Mendocino Fire by Elizabeth Tallent

Mendocino Fire by Elizabeth Tallent

Author:Elizabeth Tallent
Language: eng
Format: epub
Publisher: HarperCollins
Published: 2015-08-11T16:00:00+00:00


Never Come Back

This was his life now, his real life, the thing he thought about most: his boy was in and out of trouble and he didn’t know what to do.
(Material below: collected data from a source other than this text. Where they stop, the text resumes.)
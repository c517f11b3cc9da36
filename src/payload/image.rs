//! Image payload builder (`sensor_msgs/msg/Image`).
//!
//! Serves the depth, confidence and color topics; only the encoding
//! string and the frame's byte layout differ between them.

use super::Header;
use crate::extract::ImageSample;
use crate::throttle::RosStamp;
use serde::Serialize;

/// Image message body. `data` stays raw here; the serializer decides
/// between base64 (JSON) and native binary (BSON).
#[derive(Debug, Clone, Serialize)]
pub struct ImageMsg {
    pub header: Header,
    pub height: u32,
    pub width: u32,
    pub encoding: String,
    pub is_bigendian: u8,
    pub step: u32,
    #[serde(skip)]
    pub data: Vec<u8>,
}

/// Accumulated state for one image topic.
#[derive(Debug)]
pub struct ImagePayload {
    frame_id: String,
    encoding: String,
    sample: ImageSample,
}

impl ImagePayload {
    pub fn new(frame_id: &str, encoding: &str) -> Self {
        Self {
            frame_id: frame_id.to_string(),
            encoding: encoding.to_string(),
            sample: ImageSample::empty(),
        }
    }

    /// Replace the accumulated sample. An empty sample parks the topic
    /// until real data arrives.
    pub fn update(&mut self, sample: ImageSample) {
        self.sample = sample;
    }

    /// Build the message body, or `None` for zero-dimension state.
    pub fn build(&self, stamp: RosStamp) -> Option<ImageMsg> {
        if self.sample.is_empty() {
            return None;
        }
        Some(ImageMsg {
            header: Header {
                stamp,
                frame_id: self.frame_id.clone(),
            },
            height: self.sample.height as u32,
            width: self.sample.width as u32,
            encoding: self.encoding.clone(),
            is_bigendian: 0,
            step: self.sample.step as u32,
            data: self.sample.data.clone(),
        })
    }
}

#[cfg(test)]
mod tests {
    use super::*;

    fn stamp() -> RosStamp {
        RosStamp {
            sec: 100,
            nanosec: 500,
        }
    }

    #[test]
    fn test_build_carries_sample_fields() {
        let mut payload = ImagePayload::new("camera_depth_frame", "32FC1");
        payload.update(ImageSample {
            data: vec![0u8; 24],
            width: 3,
            height: 2,
            step: 12,
        });

        let msg = payload.build(stamp()).unwrap();
        assert_eq!(msg.width, 3);
        assert_eq!(msg.height, 2);
        assert_eq!(msg.step, 12);
        assert_eq!(msg.encoding, "32FC1");
        assert_eq!(msg.is_bigendian, 0);
        assert_eq!(msg.header.frame_id, "camera_depth_frame");
        assert_eq!(msg.data.len(), 24);
    }

    #[test]
    fn test_empty_sample_skips_tick() {
        let payload = ImagePayload::new("camera_depth_frame", "rgb8");
        assert!(payload.build(stamp()).is_none());
    }

    #[test]
    fn test_stale_sample_retained_across_ticks() {
        let mut payload = ImagePayload::new("camera_depth_frame", "8UC1");
        payload.update(ImageSample {
            data: vec![7u8; 6],
            width: 3,
            height: 2,
            step: 3,
        });
        // No update this tick; previous sample is still published
        let msg = payload.build(stamp()).unwrap();
        assert_eq!(msg.data, vec![7u8; 6]);
    }
}
//! Geometric primitives for the pose pipeline.
//!
//! Minimal 3D types with only the operations the coordinate transform
//! needs: matrix products, quaternion extraction from a rotation matrix,
//! axis-angle construction and the Hamilton product. Row-major storage
//! throughout.

use serde::{Deserialize, Serialize};

/// 3D vector in meters (or meters/second for velocities).
#[derive(Debug, Clone, Copy, PartialEq, Default, Serialize, Deserialize)]
pub struct Vec3 {
    pub x: f64,
    pub y: f64,
    pub z: f64,
}

impl Vec3 {
    pub const ZERO: Vec3 = Vec3 {
        x: 0.0,
        y: 0.0,
        z: 0.0,
    };

    #[inline]
    pub fn new(x: f64, y: f64, z: f64) -> Self {
        Self { x, y, z }
    }

    #[inline]
    pub fn sub(&self, other: &Vec3) -> Vec3 {
        Vec3::new(self.x - other.x, self.y - other.y, self.z - other.z)
    }

    #[inline]
    pub fn scale(&self, s: f64) -> Vec3 {
        Vec3::new(self.x * s, self.y * s, self.z * s)
    }

    #[inline]
    pub fn norm(&self) -> f64 {
        (self.x * self.x + self.y * self.y + self.z * self.z).sqrt()
    }

    /// Unit vector in the same direction. Zero-length input is returned
    /// unchanged rather than producing NaN.
    pub fn normalized(&self) -> Vec3 {
        let n = self.norm();
        if n > 0.0 {
            self.scale(1.0 / n)
        } else {
            *self
        }
    }
}

/// 3x3 matrix, row-major.
#[derive(Debug, Clone, Copy, PartialEq)]
pub struct Mat3 {
    pub m: [[f64; 3]; 3],
}

impl Mat3 {
    pub const IDENTITY: Mat3 = Mat3 {
        m: [[1.0, 0.0, 0.0], [0.0, 1.0, 0.0], [0.0, 0.0, 1.0]],
    };

    #[inline]
    pub fn from_rows(r0: [f64; 3], r1: [f64; 3], r2: [f64; 3]) -> Self {
        Self { m: [r0, r1, r2] }
    }

    pub fn transpose(&self) -> Mat3 {
        let m = &self.m;
        Mat3::from_rows(
            [m[0][0], m[1][0], m[2][0]],
            [m[0][1], m[1][1], m[2][1]],
            [m[0][2], m[1][2], m[2][2]],
        )
    }

    pub fn mul(&self, other: &Mat3) -> Mat3 {
        let mut out = [[0.0f64; 3]; 3];
        for (r, row) in out.iter_mut().enumerate() {
            for (c, cell) in row.iter_mut().enumerate() {
                *cell = self.m[r][0] * other.m[0][c]
                    + self.m[r][1] * other.m[1][c]
                    + self.m[r][2] * other.m[2][c];
            }
        }
        Mat3 { m: out }
    }

    #[inline]
    pub fn mul_vec(&self, v: &Vec3) -> Vec3 {
        Vec3::new(
            self.m[0][0] * v.x + self.m[0][1] * v.y + self.m[0][2] * v.z,
            self.m[1][0] * v.x + self.m[1][1] * v.y + self.m[1][2] * v.z,
            self.m[2][0] * v.x + self.m[2][1] * v.y + self.m[2][2] * v.z,
        )
    }
}

/// 4x4 homogeneous transform, row-major.
#[derive(Debug, Clone, Copy, PartialEq)]
pub struct Mat4 {
    pub m: [[f64; 4]; 4],
}

impl Mat4 {
    pub const IDENTITY: Mat4 = Mat4 {
        m: [
            [1.0, 0.0, 0.0, 0.0],
            [0.0, 1.0, 0.0, 0.0],
            [0.0, 0.0, 1.0, 0.0],
            [0.0, 0.0, 0.0, 1.0],
        ],
    };

    /// Upper-left 3x3 rotation block.
    pub fn rotation(&self) -> Mat3 {
        Mat3::from_rows(
            [self.m[0][0], self.m[0][1], self.m[0][2]],
            [self.m[1][0], self.m[1][1], self.m[1][2]],
            [self.m[2][0], self.m[2][1], self.m[2][2]],
        )
    }

    /// Translation column.
    #[inline]
    pub fn translation(&self) -> Vec3 {
        Vec3::new(self.m[0][3], self.m[1][3], self.m[2][3])
    }

    /// Build a transform from a rotation block and a translation.
    pub fn from_parts(rotation: Mat3, translation: Vec3) -> Self {
        let r = rotation.m;
        Mat4 {
            m: [
                [r[0][0], r[0][1], r[0][2], translation.x],
                [r[1][0], r[1][1], r[1][2], translation.y],
                [r[2][0], r[2][1], r[2][2], translation.z],
                [0.0, 0.0, 0.0, 1.0],
            ],
        }
    }
}

/// Quaternion in (w, x, y, z) order.
#[derive(Debug, Clone, Copy, PartialEq)]
pub struct Quaternion {
    pub w: f64,
    pub x: f64,
    pub y: f64,
    pub z: f64,
}

impl Default for Quaternion {
    fn default() -> Self {
        Self::IDENTITY
    }
}

impl Quaternion {
    pub const IDENTITY: Quaternion = Quaternion {
        w: 1.0,
        x: 0.0,
        y: 0.0,
        z: 0.0,
    };

    #[inline]
    pub fn new(w: f64, x: f64, y: f64, z: f64) -> Self {
        Self { w, x, y, z }
    }

    /// Rotation of `angle` radians about `axis`. The axis is normalized
    /// internally.
    pub fn from_axis_angle(axis: Vec3, angle: f64) -> Self {
        let a = axis.normalized();
        let half = angle * 0.5;
        let s = half.sin();
        Self::new(half.cos(), a.x * s, a.y * s, a.z * s)
    }

    /// Extract a unit quaternion from a rotation matrix.
    ///
    /// Shepperd's method: branch on the largest of trace and diagonal
    /// entries for numerical stability near 180-degree rotations.
    pub fn from_rotation_matrix(r: &Mat3) -> Self {
        let m = &r.m;
        let trace = m[0][0] + m[1][1] + m[2][2];

        let q = if trace > 0.0 {
            let s = (trace + 1.0).sqrt() * 2.0;
            Quaternion::new(
                0.25 * s,
                (m[2][1] - m[1][2]) / s,
                (m[0][2] - m[2][0]) / s,
                (m[1][0] - m[0][1]) / s,
            )
        } else if m[0][0] > m[1][1] && m[0][0] > m[2][2] {
            let s = (1.0 + m[0][0] - m[1][1] - m[2][2]).sqrt() * 2.0;
            Quaternion::new(
                (m[2][1] - m[1][2]) / s,
                0.25 * s,
                (m[0][1] + m[1][0]) / s,
                (m[0][2] + m[2][0]) / s,
            )
        } else if m[1][1] > m[2][2] {
            let s = (1.0 + m[1][1] - m[0][0] - m[2][2]).sqrt() * 2.0;
            Quaternion::new(
                (m[0][2] - m[2][0]) / s,
                (m[0][1] + m[1][0]) / s,
                0.25 * s,
                (m[1][2] + m[2][1]) / s,
            )
        } else {
            let s = (1.0 + m[2][2] - m[0][0] - m[1][1]).sqrt() * 2.0;
            Quaternion::new(
                (m[1][0] - m[0][1]) / s,
                (m[0][2] + m[2][0]) / s,
                (m[1][2] + m[2][1]) / s,
                0.25 * s,
            )
        };
        q.normalized()
    }

    /// Hamilton product `self * other` (apply `other` first, then `self`).
    pub fn mul(&self, other: &Quaternion) -> Quaternion {
        let (w1, x1, y1, z1) = (self.w, self.x, self.y, self.z);
        let (w2, x2, y2, z2) = (other.w, other.x, other.y, other.z);
        Quaternion::new(
            w1 * w2 - x1 * x2 - y1 * y2 - z1 * z2,
            w1 * x2 + x1 * w2 + y1 * z2 - z1 * y2,
            w1 * y2 - x1 * z2 + y1 * w2 + z1 * x2,
            w1 * z2 + x1 * y2 - y1 * x2 + z1 * w2,
        )
    }

    pub fn normalized(&self) -> Quaternion {
        let n = (self.w * self.w + self.x * self.x + self.y * self.y + self.z * self.z).sqrt();
        if n > 0.0 {
            Quaternion::new(self.w / n, self.x / n, self.y / n, self.z / n)
        } else {
            Quaternion::IDENTITY
        }
    }
}

#[cfg(test)]
mod tests {
    use super::*;
    use approx::assert_relative_eq;
    use std::f64::consts::PI;

    #[test]
    fn test_mat3_identity_mul() {
        let r = Mat3::from_rows([0.0, 1.0, 0.0], [0.0, 0.0, 1.0], [1.0, 0.0, 0.0]);
        let product = Mat3::IDENTITY.mul(&r);
        assert_eq!(product, r);
    }

    #[test]
    fn test_mat3_transpose_roundtrip() {
        let r = Mat3::from_rows([1.0, 2.0, 3.0], [4.0, 5.0, 6.0], [7.0, 8.0, 9.0]);
        assert_eq!(r.transpose().transpose(), r);
    }

    #[test]
    fn test_mat4_parts() {
        let t = Vec3::new(1.0, 2.0, 3.0);
        let m = Mat4::from_parts(Mat3::IDENTITY, t);
        assert_eq!(m.translation(), t);
        assert_eq!(m.rotation(), Mat3::IDENTITY);
    }

    #[test]
    fn test_quat_identity_from_matrix() {
        let q = Quaternion::from_rotation_matrix(&Mat3::IDENTITY);
        assert_relative_eq!(q.w, 1.0, epsilon = 1e-12);
        assert_relative_eq!(q.x, 0.0, epsilon = 1e-12);
        assert_relative_eq!(q.y, 0.0, epsilon = 1e-12);
        assert_relative_eq!(q.z, 0.0, epsilon = 1e-12);
    }

    #[test]
    fn test_quat_from_z_rotation() {
        // 90 degrees about Z
        let r = Mat3::from_rows([0.0, -1.0, 0.0], [1.0, 0.0, 0.0], [0.0, 0.0, 1.0]);
        let q = Quaternion::from_rotation_matrix(&r);
        let expected = Quaternion::from_axis_angle(Vec3::new(0.0, 0.0, 1.0), PI / 2.0);
        assert_relative_eq!(q.w, expected.w, epsilon = 1e-12);
        assert_relative_eq!(q.z, expected.z, epsilon = 1e-12);
    }

    #[test]
    fn test_quat_from_matrix_180_degrees() {
        // 180 degrees about X exercises the non-trace branch
        let r = Mat3::from_rows([1.0, 0.0, 0.0], [0.0, -1.0, 0.0], [0.0, 0.0, -1.0]);
        let q = Quaternion::from_rotation_matrix(&r);
        assert_relative_eq!(q.w, 0.0, epsilon = 1e-12);
        assert_relative_eq!(q.x.abs(), 1.0, epsilon = 1e-12);
    }

    #[test]
    fn test_axis_angle_normalizes_axis() {
        let q = Quaternion::from_axis_angle(Vec3::new(1.0, 1.0, 1.0), PI / 2.0);
        let n = (q.w * q.w + q.x * q.x + q.y * q.y + q.z * q.z).sqrt();
        assert_relative_eq!(n, 1.0, epsilon = 1e-12);
        assert_relative_eq!(q.x, q.y, epsilon = 1e-12);
        assert_relative_eq!(q.y, q.z, epsilon = 1e-12);
    }

    #[test]
    fn test_hamilton_product_identity() {
        let q = Quaternion::from_axis_angle(Vec3::new(0.0, 1.0, 0.0), 0.7);
        let p = Quaternion::IDENTITY.mul(&q);
        assert_relative_eq!(p.w, q.w, epsilon = 1e-12);
        assert_relative_eq!(p.y, q.y, epsilon = 1e-12);
    }

    #[test]
    fn test_hamilton_product_composes_angles() {
        let axis = Vec3::new(0.0, 0.0, 1.0);
        let a = Quaternion::from_axis_angle(axis, 0.3);
        let b = Quaternion::from_axis_angle(axis, 0.5);
        let c = a.mul(&b);
        let expected = Quaternion::from_axis_angle(axis, 0.8);
        assert_relative_eq!(c.w, expected.w, epsilon = 1e-12);
        assert_relative_eq!(c.z, expected.z, epsilon = 1e-12);
    }

    #[test]
    fn test_vec3_normalized_zero() {
        let v = Vec3::ZERO.normalized();
        assert_eq!(v, Vec3::ZERO);
    }
}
Friday night when he got home late from the mill Daisy made him shower before supper, and he twisted the dial to its hottest setting and turned his back to the gimmicky showerhead whose spray never pulsed hard enough to perform the virtual massage its advertising promised—or maybe at forty-three he’d used his body too hard, its aches and pains as much a part of him now as his heart or any other organ, and he had wasted good money on an illusion. Ah well. He rubbed at mirror fog and told the dark-browed frowner (his own father!) to get ready: she’d had her Victor look. Whatever this development was, it fell somewhere between failing grade in calculus and car wreck, either of which, he knows from experience, would have been announced as soon as he walked through the door. Whatever the case, the news was bad enough that she felt she needed to lay the groundwork and had already set their places at the table and poured his beer, a habit he disliked but had never objected to and never would. When she was a girl, Daisy’s father had let her tilt the bottle over his glass while the bubbles churned and the foam puffed like a mushroom cap sidling up from dank earth, and if she enjoyed some echo of the bliss of being in her daddy’s good graces while pouring his beer, Sean wasn’t about to deprive her.

Daisy told him:

Neither girl seemed very brave, yet neither seemed willing to back down. Not their own wounds, but a sturdy sense of each other’s being wronged, had driven them to this. They had a kind of punk bravado, there on the threshold, armored in motorcycle jackets whose sleeves fell past their chipped black fingernails. A flight of barrettes had attacked their heads, pinching random tufts of dirty hair. They were dressed for audacity, but their pointy-chinned faces—really the same face twice—wore the stiff little mime smiles of the easily intimidated, confronting her, the tigress mother, bracing their forlorn selves as best they could, which wasn’t very well at all. There was nothing to do but ask them in. As she told it to Sean, Daisy wasn’t about to let them guess that A, she pitied them, and B, she understood right away there was going to be some truth in what they said. Victor’s favorite sweater, needing some mending, lay across the arm of the sofa, and when one of the twins took it into her lap—talisman, claim—Daisy hardly needed to be told that girl was pregnant. As the twins took turns explaining that not just one of them was in trouble, both were, an evil radiance pulsed in the corner of Daisy’s right eye, the onset of a migraine.

A joke, Sean said. Because, twins? Somebody told these girls to go to V’s house and freak out his parents.